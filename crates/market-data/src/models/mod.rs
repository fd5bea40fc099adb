//! Market data models
//!
//! Canonical records handed back to callers. Every record is fully populated;
//! anything the provider could not supply is dropped before it gets here.
//! - `exchange_rate` - Daily FX rate (ExchangeRate)
//! - `security` - Security prices, metadata and search hits
//! - `usage` - Request usage against the provider plan (UsageSnapshot)

mod exchange_rate;
mod security;
mod usage;

pub use exchange_rate::ExchangeRate;
pub use security::{SecurityInfo, SecurityPrice, SecuritySearchResult};
pub use usage::UsageSnapshot;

_ _ _ _ _

All the records, from the first line to the last: repeat them exactly.

◆ Output of the exercise ◆
filename crates/market-data/src/models/mod.rs
repository fd5bea40fc099adb
//! Market data models
//!
//! Canonical records handed back to callers. Every record is fully populated;
//! anything the provider could not supply is dropped before it gets here.
//! - `exchange_rate` - Daily FX rate (ExchangeRate)
//! - `security` - Security prices, metadata and search hits
//! - `usage` - Request usage against the provider plan (UsageSnapshot)

mod exchange_rate;
mod security;
mod usage;

pub use exchange_rate::ExchangeRate;
pub use security::{SecurityInfo, SecurityPrice, SecuritySearchResult};
pub use usage::UsageSnapshot;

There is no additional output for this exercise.